Single by 5 Seconds of Summer

from the album Calm
- Released: 21 February 2020
- Recorded: 2019–2020
- Genre: Pop rock; alternative rock; EDM;
- Length: 3:04
- Label: Interscope; Polydor;
- Songwriters: Luke Hemmings; Ashton Irwin; Alexandra Tamposi; Andrew Wotman; William Walsh; Louis Bell; Brian Lee; Andre Proctor;
- Producers: Andrew Watt; Louis Bell; Dre Moon;

5 Seconds of Summer singles chronology
| "No Shame" (2020) | "Old Me" (2020) | "Wildflower" (2020) |

Music video
- "Old Me" on YouTube

= Old Me (5 Seconds of Summer song) =

"Old Me" is a song by Australian pop rock band 5 Seconds of Summer, released on 21 February 2020 originally as the first promotional single from the band's fourth studio album Calm, before being released to radio on 6 March 2020 as the album's fourth single.
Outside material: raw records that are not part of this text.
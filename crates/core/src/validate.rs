//! Explicit field validation for entity inputs.
//!
//! Each entity has a `validate_*` function returning `Ok(())` or the full
//! list of field violations, so a response can report every bad field at
//! once. Database-backed rules (unique RUT, unique username, foreign keys)
//! are not duplicated here; constraint violations surface through the
//! repository layer.

use std::sync::LazyLock;

use regex::Regex;
use serde::Serialize;

/// Chilean RUT: 7-8 digits, a dash, then a digit or verifier `k`/`K`.
/// Only the shape is checked; verifier arithmetic is not.
pub static RUT_RE: LazyLock<Regex> =
    LazyLock::new(|| Regex::new(r"^\d{7,8}-[0-9kK]$").expect("valid regex"));

static EMAIL_RE: LazyLock<Regex> =
    LazyLock::new(|| Regex::new(r"^[^@\s]+@[^@\s]+\.[^@\s]+$").expect("valid regex"));

/// Username alphabet: letters, digits and `@ . + - _`.
static USERNAME_RE: LazyLock<Regex> =
    LazyLock::new(|| Regex::new(r"^[\w.@+-]+$").expect("valid regex"));

/// Maximum length of entity names and incident titles.
pub const MAX_NAME_LEN: usize = 200;

/// Maximum length of a stored RUT.
pub const MAX_RUT_LEN: usize = 12;

/// Maximum length of a phone number.
pub const MAX_PHONE_LEN: usize = 15;

/// Maximum length of a username.
pub const MAX_USERNAME_LEN: usize = 150;

/// Maximum length of a person's first or last name.
pub const MAX_PERSON_NAME_LEN: usize = 30;

/// One rejected field with a human-readable reason.
#[derive(Debug, Clone, PartialEq, Eq, Serialize)]
pub struct FieldError {
    pub field: &'static str,
    pub message: String,
}

impl FieldError {
    pub fn new(field: &'static str, message: impl Into<String>) -> Self {
        Self {
            field,
            message: message.into(),
        }
    }
}

/// Outcome of validating one incoming payload: ok, or every violation found.
pub type ValidationResult = Result<(), Vec<FieldError>>;

fn finish(errors: Vec<FieldError>) -> ValidationResult {
    if errors.is_empty() {
        Ok(())
    } else {
        Err(errors)
    }
}

fn require(errors: &mut Vec<FieldError>, field: &'static str, value: &str) -> bool {
    if value.trim().is_empty() {
        errors.push(FieldError::new(field, "This field is required"));
        false
    } else {
        true
    }
}

fn limit(errors: &mut Vec<FieldError>, field: &'static str, value: &str, max: usize) {
    if value.chars().count() > max {
        errors.push(FieldError::new(
            field,
            format!("Must not exceed {max} characters"),
        ));
    }
}

// ---------------------------------------------------------------------------
// Entity validators
// ---------------------------------------------------------------------------

/// Validate a client create/edit payload.
pub fn validate_client(
    name: &str,
    rut: &str,
    email: &str,
    phone: &str,
    address: &str,
) -> ValidationResult {
    let mut errors = Vec::new();
    require(&mut errors, "name", name);
    limit(&mut errors, "name", name, MAX_NAME_LEN);
    if require(&mut errors, "rut", rut) && !RUT_RE.is_match(rut) {
        errors.push(FieldError::new(
            "rut",
            "RUT must look like 12345678-9 (7-8 digits, dash, verifier)",
        ));
    }
    if require(&mut errors, "email", email) && !EMAIL_RE.is_match(email) {
        errors.push(FieldError::new("email", "Enter a valid email address"));
    }
    require(&mut errors, "phone", phone);
    limit(&mut errors, "phone", phone, MAX_PHONE_LEN);
    require(&mut errors, "address", address);
    finish(errors)
}

/// Validate a service create/edit payload.
pub fn validate_service(name: &str, description: &str, base_price: f64) -> ValidationResult {
    let mut errors = Vec::new();
    require(&mut errors, "name", name);
    limit(&mut errors, "name", name, MAX_NAME_LEN);
    require(&mut errors, "description", description);
    if !(base_price >= 0.0) {
        errors.push(FieldError::new(
            "base_price",
            "Must be zero or a positive amount",
        ));
    }
    finish(errors)
}

/// Validate a project create/edit payload.
pub fn validate_project(name: &str, description: &str, total_budget: f64) -> ValidationResult {
    let mut errors = Vec::new();
    require(&mut errors, "name", name);
    limit(&mut errors, "name", name, MAX_NAME_LEN);
    require(&mut errors, "description", description);
    if !(total_budget >= 0.0) {
        errors.push(FieldError::new(
            "total_budget",
            "Must be zero or a positive amount",
        ));
    }
    finish(errors)
}

/// Validate a budget create payload.
pub fn validate_budget(description: &str, total_amount: f64, validity_days: i32) -> ValidationResult {
    let mut errors = Vec::new();
    require(&mut errors, "description", description);
    if !(total_amount >= 0.0) {
        errors.push(FieldError::new(
            "total_amount",
            "Must be zero or a positive amount",
        ));
    }
    if validity_days < 1 {
        errors.push(FieldError::new("validity_days", "Must be at least 1 day"));
    }
    finish(errors)
}

/// Validate an incident create payload.
pub fn validate_incident(title: &str, description: &str) -> ValidationResult {
    let mut errors = Vec::new();
    require(&mut errors, "title", title);
    limit(&mut errors, "title", title, MAX_NAME_LEN);
    require(&mut errors, "description", description);
    finish(errors)
}

/// Validate a profile update payload. All fields are optional; the RUT
/// here is free-form text (length-capped only), unlike the client RUT.
pub fn validate_profile(phone: &str, company: &str, rut: &str) -> ValidationResult {
    let mut errors = Vec::new();
    limit(&mut errors, "phone", phone, MAX_PHONE_LEN);
    limit(&mut errors, "company", company, MAX_NAME_LEN);
    limit(&mut errors, "rut", rut, MAX_RUT_LEN);
    finish(errors)
}

/// Validate the account part of a registration payload.
pub fn validate_registration(
    username: &str,
    email: &str,
    first_name: &str,
    last_name: &str,
) -> ValidationResult {
    let mut errors = Vec::new();
    if require(&mut errors, "username", username) && !USERNAME_RE.is_match(username) {
        errors.push(FieldError::new(
            "username",
            "Only letters, digits and @ . + - _ are allowed",
        ));
    }
    limit(&mut errors, "username", username, MAX_USERNAME_LEN);
    if require(&mut errors, "email", email) && !EMAIL_RE.is_match(email) {
        errors.push(FieldError::new("email", "Enter a valid email address"));
    }
    require(&mut errors, "first_name", first_name);
    limit(&mut errors, "first_name", first_name, MAX_PERSON_NAME_LEN);
    require(&mut errors, "last_name", last_name);
    limit(&mut errors, "last_name", last_name, MAX_PERSON_NAME_LEN);
    finish(errors)
}

#[cfg(test)]
mod tests {
    use super::*;

    fn fields(result: ValidationResult) -> Vec<&'static str> {
        result.unwrap_err().into_iter().map(|e| e.field).collect()
    }

    #[test]
    fn valid_client_passes() {
        assert!(validate_client(
            "Constructora Andes",
            "12345678-9",
            "contacto@andes.cl",
            "+56912345678",
            "Av. Providencia 1234"
        )
        .is_ok());
    }

    #[test]
    fn rut_accepts_k_verifier_both_cases() {
        assert!(validate_client("A", "1234567-k", "a@b.cl", "1", "x").is_ok());
        assert!(validate_client("A", "1234567-K", "a@b.cl", "1", "x").is_ok());
    }

    #[test]
    fn rut_rejects_wrong_shapes() {
        for bad in ["123456-9", "123456789-1", "12345678", "12.345.678-9", "12345678-x"] {
            let err = validate_client("A", bad, "a@b.cl", "1", "x").unwrap_err();
            assert!(err.iter().any(|e| e.field == "rut"), "accepted {bad}");
        }
    }

    #[test]
    fn all_client_fields_required() {
        let got = fields(validate_client("", "", "", "", ""));
        assert_eq!(got, vec!["name", "rut", "email", "phone", "address"]);
    }

    #[test]
    fn collects_every_violation_not_just_first() {
        let err = validate_client("Ok", "bad-rut", "not-an-email", "1", "x").unwrap_err();
        assert_eq!(err.len(), 2);
    }

    #[test]
    fn negative_amounts_rejected() {
        assert!(fields(validate_service("S", "d", -0.01)).contains(&"base_price"));
        assert!(fields(validate_project("P", "d", -1.0)).contains(&"total_budget"));
        assert!(fields(validate_budget("d", -1.0, 30)).contains(&"total_amount"));
    }

    #[test]
    fn nan_amount_rejected() {
        assert!(fields(validate_service("S", "d", f64::NAN)).contains(&"base_price"));
    }

    #[test]
    fn zero_amounts_allowed() {
        assert!(validate_service("S", "d", 0.0).is_ok());
        assert!(validate_budget("d", 0.0, 1).is_ok());
    }

    #[test]
    fn validity_days_must_be_positive() {
        assert!(fields(validate_budget("d", 10.0, 0)).contains(&"validity_days"));
        assert!(validate_budget("d", 10.0, 1).is_ok());
    }

    #[test]
    fn name_length_capped_at_200() {
        let long = "x".repeat(201);
        assert!(fields(validate_project(&long, "d", 0.0)).contains(&"name"));
        assert!(validate_project(&"x".repeat(200), "d", 0.0).is_ok());
    }

    #[test]
    fn profile_rut_is_free_form() {
        // No pattern check, only length: "12.345.678-9" is 12 chars, fine.
        assert!(validate_profile("", "", "12.345.678-9").is_ok());
        assert!(fields(validate_profile("", "", &"1".repeat(13))).contains(&"rut"));
    }

    #[test]
    fn username_alphabet_enforced() {
        assert!(validate_registration("ana.perez+x", "a@b.cl", "Ana", "Pérez").is_ok());
        assert!(fields(validate_registration("ana perez", "a@b.cl", "Ana", "P")).contains(&"username"));
    }

    #[test]
    fn whitespace_only_counts_as_missing() {
        assert!(fields(validate_incident("   ", "d")).contains(&"title"));
    }
}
The song was written by Luke Hemmings, Ashton Irwin, Alexandra Tamposi, Andrew Wotman, William Walsh, Louis Bell, Brian Lee and Andre Proctor.

==Background==
In a statement, Hemmings said "'Old Me' carries a youthful spirit and follows the narrative of a young person's life growing up, for better or for worse. Every decision we made, whether right or wrong, has led us to the men we are proud to be today. We were thrown into the public eye at a young age and gratefully had each other at a confusing time. Sometimes it's important we look back in order to appreciate the journey we've been on together."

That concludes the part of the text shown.